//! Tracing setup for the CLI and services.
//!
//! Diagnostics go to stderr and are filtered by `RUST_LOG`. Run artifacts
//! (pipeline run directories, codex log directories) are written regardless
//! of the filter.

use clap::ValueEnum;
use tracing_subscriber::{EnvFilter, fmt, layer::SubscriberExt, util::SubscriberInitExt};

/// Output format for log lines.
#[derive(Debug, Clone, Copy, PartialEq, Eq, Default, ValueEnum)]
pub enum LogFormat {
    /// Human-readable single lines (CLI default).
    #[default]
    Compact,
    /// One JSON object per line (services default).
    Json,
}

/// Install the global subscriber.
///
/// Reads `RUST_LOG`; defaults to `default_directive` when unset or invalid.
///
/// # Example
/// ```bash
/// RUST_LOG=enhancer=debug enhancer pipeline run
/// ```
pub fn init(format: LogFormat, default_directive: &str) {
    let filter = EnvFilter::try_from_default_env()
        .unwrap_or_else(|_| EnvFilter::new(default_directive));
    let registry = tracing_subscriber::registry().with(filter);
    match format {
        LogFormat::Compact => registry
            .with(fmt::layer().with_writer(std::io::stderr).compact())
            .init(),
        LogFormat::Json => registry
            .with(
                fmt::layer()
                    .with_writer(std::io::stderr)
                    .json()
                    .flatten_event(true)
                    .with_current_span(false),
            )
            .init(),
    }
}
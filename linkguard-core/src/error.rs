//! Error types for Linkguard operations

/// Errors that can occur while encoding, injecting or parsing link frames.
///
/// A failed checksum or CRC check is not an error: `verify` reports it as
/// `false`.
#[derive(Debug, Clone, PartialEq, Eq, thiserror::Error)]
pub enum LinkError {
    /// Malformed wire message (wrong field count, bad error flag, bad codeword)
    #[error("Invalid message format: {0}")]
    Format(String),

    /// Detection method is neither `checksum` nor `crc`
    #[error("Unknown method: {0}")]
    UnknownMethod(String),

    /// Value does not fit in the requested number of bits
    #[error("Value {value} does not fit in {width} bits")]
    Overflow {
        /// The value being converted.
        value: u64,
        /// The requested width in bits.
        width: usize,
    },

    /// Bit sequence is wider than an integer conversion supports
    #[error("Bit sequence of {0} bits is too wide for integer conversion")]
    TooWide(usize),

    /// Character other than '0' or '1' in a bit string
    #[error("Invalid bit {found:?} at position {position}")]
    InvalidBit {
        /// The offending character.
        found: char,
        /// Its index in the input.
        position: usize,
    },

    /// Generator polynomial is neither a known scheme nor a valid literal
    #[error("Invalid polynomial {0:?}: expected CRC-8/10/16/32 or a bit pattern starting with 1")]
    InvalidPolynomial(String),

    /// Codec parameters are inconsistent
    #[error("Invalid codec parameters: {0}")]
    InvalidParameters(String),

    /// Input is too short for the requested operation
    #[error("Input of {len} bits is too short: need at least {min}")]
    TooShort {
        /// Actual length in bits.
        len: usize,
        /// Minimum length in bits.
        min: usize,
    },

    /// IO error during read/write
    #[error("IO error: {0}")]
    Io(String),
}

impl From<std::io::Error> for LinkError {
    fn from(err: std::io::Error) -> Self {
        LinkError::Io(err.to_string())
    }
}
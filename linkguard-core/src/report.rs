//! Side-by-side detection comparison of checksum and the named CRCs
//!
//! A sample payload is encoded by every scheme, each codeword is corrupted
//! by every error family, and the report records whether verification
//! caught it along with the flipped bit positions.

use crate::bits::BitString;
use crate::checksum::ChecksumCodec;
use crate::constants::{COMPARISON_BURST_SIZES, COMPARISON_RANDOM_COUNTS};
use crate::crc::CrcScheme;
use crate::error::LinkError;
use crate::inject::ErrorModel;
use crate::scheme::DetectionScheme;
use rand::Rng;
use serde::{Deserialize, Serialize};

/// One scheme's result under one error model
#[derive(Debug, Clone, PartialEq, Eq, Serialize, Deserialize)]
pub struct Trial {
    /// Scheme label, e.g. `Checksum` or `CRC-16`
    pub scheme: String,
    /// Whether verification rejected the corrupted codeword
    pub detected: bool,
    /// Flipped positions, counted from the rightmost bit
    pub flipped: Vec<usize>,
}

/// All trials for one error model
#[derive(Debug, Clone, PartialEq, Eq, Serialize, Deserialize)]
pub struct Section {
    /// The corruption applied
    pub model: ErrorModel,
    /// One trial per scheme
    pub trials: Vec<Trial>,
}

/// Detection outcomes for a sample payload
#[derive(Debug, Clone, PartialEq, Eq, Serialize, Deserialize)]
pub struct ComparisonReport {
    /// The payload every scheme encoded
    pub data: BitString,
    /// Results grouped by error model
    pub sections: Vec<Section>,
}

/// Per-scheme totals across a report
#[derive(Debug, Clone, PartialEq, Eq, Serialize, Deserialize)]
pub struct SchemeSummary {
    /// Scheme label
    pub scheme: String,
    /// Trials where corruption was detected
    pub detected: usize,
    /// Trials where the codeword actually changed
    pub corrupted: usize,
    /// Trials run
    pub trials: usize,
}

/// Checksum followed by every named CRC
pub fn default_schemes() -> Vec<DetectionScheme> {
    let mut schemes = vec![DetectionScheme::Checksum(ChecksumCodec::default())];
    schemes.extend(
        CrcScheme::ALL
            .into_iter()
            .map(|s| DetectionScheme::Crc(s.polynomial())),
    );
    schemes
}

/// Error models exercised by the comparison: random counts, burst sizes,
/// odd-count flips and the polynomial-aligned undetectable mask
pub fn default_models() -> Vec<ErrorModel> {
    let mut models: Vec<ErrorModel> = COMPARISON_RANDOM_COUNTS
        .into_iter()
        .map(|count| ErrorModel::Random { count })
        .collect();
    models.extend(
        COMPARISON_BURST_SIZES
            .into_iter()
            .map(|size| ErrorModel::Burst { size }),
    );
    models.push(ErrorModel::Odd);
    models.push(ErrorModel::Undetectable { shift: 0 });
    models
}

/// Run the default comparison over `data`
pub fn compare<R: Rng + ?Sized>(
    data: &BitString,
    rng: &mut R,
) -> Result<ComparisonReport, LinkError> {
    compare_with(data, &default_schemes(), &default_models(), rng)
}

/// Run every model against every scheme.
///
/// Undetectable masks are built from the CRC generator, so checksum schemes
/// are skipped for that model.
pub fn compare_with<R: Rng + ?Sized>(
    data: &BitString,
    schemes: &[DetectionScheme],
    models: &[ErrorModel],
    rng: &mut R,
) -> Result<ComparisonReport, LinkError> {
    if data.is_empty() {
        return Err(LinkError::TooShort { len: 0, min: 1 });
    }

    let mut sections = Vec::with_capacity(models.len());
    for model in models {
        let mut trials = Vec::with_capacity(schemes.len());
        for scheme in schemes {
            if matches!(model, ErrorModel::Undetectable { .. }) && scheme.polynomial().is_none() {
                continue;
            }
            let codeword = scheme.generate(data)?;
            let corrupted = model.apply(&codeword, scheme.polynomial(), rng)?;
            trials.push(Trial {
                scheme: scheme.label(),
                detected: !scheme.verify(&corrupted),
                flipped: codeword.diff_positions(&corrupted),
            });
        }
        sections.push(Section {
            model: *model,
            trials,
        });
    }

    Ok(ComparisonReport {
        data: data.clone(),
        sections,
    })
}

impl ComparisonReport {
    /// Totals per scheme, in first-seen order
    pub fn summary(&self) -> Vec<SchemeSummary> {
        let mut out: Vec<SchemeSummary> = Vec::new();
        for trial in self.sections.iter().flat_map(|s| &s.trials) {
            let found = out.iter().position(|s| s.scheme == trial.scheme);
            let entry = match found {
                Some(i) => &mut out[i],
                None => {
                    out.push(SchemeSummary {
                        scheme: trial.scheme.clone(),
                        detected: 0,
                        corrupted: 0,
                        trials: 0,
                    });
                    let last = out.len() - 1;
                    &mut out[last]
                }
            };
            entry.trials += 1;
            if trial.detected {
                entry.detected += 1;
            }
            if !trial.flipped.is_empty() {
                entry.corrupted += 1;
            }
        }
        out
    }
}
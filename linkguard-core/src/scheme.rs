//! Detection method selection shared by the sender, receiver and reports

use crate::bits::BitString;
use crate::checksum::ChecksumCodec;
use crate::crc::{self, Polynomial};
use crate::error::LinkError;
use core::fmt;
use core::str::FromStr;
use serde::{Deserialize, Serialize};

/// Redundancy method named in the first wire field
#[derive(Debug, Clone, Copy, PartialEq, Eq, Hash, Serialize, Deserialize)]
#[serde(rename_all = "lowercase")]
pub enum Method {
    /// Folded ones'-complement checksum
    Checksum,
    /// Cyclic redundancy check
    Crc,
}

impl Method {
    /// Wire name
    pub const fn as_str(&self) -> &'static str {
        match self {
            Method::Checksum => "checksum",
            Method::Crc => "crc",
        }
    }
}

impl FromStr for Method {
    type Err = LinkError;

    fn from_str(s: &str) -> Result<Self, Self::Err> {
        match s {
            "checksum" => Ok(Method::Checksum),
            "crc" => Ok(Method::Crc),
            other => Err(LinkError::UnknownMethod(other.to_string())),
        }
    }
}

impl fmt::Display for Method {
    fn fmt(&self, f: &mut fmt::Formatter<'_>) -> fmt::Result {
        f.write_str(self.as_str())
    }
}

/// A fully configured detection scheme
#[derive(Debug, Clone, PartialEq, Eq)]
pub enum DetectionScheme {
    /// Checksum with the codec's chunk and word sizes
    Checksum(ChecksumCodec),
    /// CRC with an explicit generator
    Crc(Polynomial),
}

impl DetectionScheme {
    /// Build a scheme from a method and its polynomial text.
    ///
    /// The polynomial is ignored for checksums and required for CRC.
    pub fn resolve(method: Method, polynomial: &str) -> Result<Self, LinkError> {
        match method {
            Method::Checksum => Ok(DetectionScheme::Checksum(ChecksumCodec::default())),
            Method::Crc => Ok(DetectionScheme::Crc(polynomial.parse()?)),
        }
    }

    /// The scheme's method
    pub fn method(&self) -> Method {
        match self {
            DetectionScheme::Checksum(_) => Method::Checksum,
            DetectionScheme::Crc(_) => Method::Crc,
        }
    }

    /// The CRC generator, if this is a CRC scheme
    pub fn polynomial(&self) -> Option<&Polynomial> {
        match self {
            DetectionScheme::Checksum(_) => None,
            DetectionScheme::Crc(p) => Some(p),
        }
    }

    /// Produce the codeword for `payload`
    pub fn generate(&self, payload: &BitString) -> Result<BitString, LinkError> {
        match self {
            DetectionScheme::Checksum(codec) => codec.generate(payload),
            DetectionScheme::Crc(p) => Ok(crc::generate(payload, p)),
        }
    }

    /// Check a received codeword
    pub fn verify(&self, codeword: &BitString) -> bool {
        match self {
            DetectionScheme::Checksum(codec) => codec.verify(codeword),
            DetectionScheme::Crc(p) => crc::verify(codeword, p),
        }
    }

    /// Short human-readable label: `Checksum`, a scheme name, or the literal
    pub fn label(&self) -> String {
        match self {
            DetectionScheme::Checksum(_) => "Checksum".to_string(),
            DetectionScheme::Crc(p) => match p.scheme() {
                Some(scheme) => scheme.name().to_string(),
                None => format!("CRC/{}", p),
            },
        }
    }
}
==
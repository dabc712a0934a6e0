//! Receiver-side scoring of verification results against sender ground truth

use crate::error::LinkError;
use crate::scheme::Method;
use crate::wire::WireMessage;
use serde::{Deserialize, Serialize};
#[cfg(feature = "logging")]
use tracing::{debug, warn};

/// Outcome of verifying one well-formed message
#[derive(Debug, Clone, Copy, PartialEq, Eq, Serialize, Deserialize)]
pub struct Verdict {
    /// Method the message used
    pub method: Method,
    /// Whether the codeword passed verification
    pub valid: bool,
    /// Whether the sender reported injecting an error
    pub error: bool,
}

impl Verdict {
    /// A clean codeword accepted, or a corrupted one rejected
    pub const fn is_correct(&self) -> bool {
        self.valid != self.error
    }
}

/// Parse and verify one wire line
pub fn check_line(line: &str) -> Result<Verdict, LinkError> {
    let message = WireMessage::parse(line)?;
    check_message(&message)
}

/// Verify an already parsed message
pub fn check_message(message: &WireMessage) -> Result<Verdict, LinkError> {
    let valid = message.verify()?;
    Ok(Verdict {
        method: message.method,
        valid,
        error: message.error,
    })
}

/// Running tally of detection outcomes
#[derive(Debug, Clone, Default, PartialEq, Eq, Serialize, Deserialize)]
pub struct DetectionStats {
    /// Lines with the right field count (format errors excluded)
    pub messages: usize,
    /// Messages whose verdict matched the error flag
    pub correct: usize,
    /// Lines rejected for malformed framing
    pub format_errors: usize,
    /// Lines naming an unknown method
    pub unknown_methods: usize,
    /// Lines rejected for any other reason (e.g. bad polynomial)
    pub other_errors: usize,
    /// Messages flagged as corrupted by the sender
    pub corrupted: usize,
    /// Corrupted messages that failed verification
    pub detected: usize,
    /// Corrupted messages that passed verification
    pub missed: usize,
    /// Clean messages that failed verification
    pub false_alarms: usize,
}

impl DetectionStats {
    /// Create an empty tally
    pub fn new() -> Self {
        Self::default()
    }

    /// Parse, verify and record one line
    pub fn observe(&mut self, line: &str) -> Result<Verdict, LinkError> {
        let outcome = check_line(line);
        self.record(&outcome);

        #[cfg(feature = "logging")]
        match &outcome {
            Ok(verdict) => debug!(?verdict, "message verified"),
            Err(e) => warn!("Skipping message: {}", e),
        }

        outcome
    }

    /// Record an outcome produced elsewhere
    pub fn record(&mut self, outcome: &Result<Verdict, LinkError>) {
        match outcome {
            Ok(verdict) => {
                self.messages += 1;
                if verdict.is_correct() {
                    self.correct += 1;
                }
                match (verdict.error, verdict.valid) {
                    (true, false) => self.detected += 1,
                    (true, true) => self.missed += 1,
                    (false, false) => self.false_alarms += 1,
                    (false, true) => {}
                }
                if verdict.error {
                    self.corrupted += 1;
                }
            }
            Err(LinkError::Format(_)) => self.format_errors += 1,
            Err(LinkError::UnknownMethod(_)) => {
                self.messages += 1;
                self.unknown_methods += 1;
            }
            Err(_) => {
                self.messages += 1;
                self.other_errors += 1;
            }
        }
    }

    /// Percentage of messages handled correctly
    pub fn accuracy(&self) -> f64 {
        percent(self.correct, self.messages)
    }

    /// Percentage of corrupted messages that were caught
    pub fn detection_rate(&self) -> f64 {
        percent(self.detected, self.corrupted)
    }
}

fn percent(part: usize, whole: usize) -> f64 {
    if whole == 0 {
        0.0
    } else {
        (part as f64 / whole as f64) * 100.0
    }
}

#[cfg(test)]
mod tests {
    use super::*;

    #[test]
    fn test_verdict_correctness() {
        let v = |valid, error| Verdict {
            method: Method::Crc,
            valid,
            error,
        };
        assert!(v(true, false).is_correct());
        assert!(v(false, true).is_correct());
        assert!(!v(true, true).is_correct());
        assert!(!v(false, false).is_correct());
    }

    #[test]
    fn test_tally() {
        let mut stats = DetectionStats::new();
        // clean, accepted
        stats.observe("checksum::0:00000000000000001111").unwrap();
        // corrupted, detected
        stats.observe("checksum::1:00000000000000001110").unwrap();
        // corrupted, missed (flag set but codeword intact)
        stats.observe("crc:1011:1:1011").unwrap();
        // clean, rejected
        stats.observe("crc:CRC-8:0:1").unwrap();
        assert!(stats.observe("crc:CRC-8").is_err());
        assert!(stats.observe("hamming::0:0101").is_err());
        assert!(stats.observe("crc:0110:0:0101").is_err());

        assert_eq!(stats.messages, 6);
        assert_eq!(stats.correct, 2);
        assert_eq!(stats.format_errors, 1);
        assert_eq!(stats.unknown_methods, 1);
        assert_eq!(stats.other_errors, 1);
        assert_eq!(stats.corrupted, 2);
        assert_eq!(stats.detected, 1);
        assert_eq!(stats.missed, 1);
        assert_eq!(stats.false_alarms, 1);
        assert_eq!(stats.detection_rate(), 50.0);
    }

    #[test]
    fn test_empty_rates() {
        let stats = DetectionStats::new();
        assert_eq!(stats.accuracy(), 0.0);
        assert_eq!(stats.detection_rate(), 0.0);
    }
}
==
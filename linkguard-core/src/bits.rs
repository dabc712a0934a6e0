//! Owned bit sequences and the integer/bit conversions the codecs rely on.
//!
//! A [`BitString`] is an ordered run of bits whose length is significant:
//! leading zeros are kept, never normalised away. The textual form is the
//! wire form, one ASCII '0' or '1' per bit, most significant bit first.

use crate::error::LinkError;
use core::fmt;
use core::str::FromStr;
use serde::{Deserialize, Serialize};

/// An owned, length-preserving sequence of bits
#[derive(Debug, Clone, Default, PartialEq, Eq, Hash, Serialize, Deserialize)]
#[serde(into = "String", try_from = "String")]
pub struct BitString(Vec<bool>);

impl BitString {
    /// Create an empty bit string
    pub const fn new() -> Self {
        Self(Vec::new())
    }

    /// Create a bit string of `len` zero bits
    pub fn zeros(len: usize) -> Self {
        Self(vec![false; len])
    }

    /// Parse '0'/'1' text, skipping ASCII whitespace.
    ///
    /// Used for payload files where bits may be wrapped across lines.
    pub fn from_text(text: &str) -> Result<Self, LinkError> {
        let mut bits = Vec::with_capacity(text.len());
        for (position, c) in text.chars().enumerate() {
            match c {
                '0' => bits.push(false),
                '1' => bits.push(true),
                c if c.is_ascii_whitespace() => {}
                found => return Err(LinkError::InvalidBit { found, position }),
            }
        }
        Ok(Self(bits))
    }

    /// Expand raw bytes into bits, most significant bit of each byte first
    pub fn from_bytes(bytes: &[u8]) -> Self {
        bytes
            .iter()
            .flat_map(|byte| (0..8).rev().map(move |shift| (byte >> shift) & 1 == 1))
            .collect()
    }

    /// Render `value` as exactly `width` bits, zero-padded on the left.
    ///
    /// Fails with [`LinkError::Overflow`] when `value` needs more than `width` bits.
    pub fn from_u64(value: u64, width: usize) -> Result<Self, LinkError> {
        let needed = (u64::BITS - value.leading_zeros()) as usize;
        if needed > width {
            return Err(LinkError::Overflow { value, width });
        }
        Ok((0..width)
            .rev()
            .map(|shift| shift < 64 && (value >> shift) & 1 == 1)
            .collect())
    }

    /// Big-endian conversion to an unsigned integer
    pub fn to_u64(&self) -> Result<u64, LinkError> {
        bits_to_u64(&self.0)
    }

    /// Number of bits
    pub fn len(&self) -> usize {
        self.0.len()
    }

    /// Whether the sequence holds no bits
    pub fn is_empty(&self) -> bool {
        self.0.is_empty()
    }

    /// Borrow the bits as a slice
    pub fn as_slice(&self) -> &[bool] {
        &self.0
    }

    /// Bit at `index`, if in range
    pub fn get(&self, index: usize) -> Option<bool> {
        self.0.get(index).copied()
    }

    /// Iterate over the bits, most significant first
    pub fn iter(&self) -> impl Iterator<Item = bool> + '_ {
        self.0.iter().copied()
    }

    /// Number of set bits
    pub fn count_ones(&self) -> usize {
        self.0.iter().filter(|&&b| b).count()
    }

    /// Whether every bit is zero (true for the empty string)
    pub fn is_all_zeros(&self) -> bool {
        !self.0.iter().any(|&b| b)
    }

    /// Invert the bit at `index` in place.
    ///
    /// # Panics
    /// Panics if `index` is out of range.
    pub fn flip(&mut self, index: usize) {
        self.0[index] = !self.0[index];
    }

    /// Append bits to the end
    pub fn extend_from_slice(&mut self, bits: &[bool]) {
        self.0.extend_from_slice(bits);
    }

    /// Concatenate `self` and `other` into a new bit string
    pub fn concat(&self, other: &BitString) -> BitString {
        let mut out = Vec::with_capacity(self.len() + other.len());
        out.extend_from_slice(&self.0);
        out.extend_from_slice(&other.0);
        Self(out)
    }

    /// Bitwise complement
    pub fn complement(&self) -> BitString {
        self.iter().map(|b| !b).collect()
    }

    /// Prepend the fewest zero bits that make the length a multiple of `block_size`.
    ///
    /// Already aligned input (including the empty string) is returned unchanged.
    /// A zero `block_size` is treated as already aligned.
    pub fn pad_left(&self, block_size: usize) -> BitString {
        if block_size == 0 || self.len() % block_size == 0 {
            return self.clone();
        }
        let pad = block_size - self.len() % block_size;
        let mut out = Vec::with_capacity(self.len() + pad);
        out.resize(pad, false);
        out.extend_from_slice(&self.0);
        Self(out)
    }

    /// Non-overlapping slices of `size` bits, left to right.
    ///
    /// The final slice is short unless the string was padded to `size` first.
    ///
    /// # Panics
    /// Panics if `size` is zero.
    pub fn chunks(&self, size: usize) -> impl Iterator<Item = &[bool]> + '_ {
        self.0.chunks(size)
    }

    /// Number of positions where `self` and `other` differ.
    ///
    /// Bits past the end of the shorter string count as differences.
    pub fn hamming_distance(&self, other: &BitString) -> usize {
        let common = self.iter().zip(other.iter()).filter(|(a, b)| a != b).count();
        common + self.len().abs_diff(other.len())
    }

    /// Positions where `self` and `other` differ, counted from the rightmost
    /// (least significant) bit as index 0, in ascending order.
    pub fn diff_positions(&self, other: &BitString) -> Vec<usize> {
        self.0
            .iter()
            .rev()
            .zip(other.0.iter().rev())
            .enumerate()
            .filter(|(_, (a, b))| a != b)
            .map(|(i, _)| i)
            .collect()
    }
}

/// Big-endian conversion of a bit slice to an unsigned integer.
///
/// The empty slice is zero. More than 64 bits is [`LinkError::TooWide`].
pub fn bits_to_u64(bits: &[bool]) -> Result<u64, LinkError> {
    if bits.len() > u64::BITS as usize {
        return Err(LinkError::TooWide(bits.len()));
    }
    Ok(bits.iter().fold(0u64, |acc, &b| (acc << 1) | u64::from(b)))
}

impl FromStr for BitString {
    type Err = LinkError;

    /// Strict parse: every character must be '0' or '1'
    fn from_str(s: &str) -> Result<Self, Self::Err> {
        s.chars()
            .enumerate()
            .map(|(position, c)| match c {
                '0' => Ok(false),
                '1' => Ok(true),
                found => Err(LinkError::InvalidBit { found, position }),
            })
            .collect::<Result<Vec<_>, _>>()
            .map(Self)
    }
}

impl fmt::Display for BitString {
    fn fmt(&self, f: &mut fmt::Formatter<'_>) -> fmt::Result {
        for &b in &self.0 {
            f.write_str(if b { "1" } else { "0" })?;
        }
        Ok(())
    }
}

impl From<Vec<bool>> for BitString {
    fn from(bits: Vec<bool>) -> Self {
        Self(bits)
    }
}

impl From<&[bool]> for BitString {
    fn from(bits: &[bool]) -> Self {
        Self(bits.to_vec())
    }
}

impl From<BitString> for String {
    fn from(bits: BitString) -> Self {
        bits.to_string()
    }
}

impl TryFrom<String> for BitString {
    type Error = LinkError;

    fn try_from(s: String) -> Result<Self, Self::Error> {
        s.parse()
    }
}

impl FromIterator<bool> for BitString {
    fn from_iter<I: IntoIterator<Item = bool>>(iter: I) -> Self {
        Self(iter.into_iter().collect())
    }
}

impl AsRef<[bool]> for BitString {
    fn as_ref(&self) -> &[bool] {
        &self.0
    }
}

TASK PROMPT: Look back at the entries above. Retype the line with "pub fn diff_positions(&self, other: &BitString)", the line with "return Err(LinkError::TooWide(bits.len()));", and all lines in between.

OUTPUT OF THE EXERCISE:
    pub fn diff_positions(&self, other: &BitString) -> Vec<usize> {
        self.0
            .iter()
            .rev()
            .zip(other.0.iter().rev())
            .enumerate()
            .filter(|(_, (a, b))| a != b)
            .map(|(i, _)| i)
            .collect()
    }
}

/// Big-endian conversion of a bit slice to an unsigned integer.
///
/// The empty slice is zero. More than 64 bits is [`LinkError::TooWide`].
pub fn bits_to_u64(bits: &[bool]) -> Result<u64, LinkError> {
    if bits.len() > u64::BITS as usize {
        return Err(LinkError::TooWide(bits.len()));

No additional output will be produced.